Une autre manière de contourner la liberté d’expression est de présenter les idées de ses adversaires comme une maladie qui se propage par contagion et sans que la volonté individuelle puisse s’y opposer. Il faut donc combattre ces idées sur le plan médical. Il faut les entourer d’un «cordon sanitaire» politique et médiatique, même quand les symptômes, voire les risques de symptômes sont insignifiants. Car il n’y a pas de petits virus, ni de gentils virus, ni de virus modérés. Il n’y a que des virus mortels, qu’il faut détruire immédiatement et brutalement, avec ceux qui les transmettent, par une censure impitoyable complétée par le pilonnage moral des réseaux sociaux.

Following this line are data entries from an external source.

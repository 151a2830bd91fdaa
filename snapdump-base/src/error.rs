// We want a few things here:
// 1. A way to create a new error with a backtrace
// 2. A way to centralize setting a breakpoint to trap any error in the system fairly soon
//    after it's created (or at least when it's propagated from a library we use back to us)
// 3. Same but for logging / emitting error messages into the tracing/logging system

use std::borrow::Cow;
use backtrace_error::DynBacktraceError;
use tracing::error;

#[cfg(test)]
use test_log::test;

#[derive(Debug)]
#[allow(dead_code)]
pub struct Error(DynBacktraceError);
pub type Result<T> = std::result::Result<T, Error>;

struct SimpleErr(Cow<'static, str>);
impl std::fmt::Debug for SimpleErr {
    fn fmt(&self, f: &mut std::fmt::Formatter<'_>) -> std::fmt::Result {
        write!(f, "{}", self.0)
    }
}
impl std::fmt::Display for SimpleErr {
    fn fmt(&self, f: &mut std::fmt::Formatter<'_>) -> std::fmt::Result {
        write!(f, "{}", self.0)
    }
}
impl std::error::Error for SimpleErr {
    fn description(&self) -> &str {
        &self.0
    }
}

impl<E: std::error::Error + Send + Sync + 'static> From<E> for Error {
    fn from(err: E) -> Error {
        Error::new(err)
    }
}

impl Error {
    pub fn new<E: std::error::Error + Send + Sync + 'static>(err: E) -> Error {
        error!(target: "snapdump", "{:?}", err);
        let dbe = DynBacktraceError::from(err);
        Error(dbe)
    }
}

pub fn err(msg: impl Into<Cow<'static, str>>) -> Error {
    let err = SimpleErr(msg.into());
    Error::new(err)
}

#[test]
fn test_error() {
    let _err = err("test error");
}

On suscite peu à peu un rejet spontané des idées non conformes. Et la population finit par en prendre l’habitude, sans même s’en rendre compte, par simple confort moral, courant le risque que cette veule anesthésie s’étende à l’ensemble de ses libertés individuelles et collectives.

La façon dont une société use de la liberté d’expression indique son degré de civilisation. Une bonne et profitable pratique repose sur un minimum de confiance réciproque entre l’Etat et ses administrés, sur la croyance aux vertus objectives du dialogue et sur l’existence de mœurs telles que chacun s’empêche de dire publiquement n’importe quoi. Quand ces données se défont, il n’y a plus de liberté d’expression, juste des jeux de pouvoir et des mots dépourvus de sens.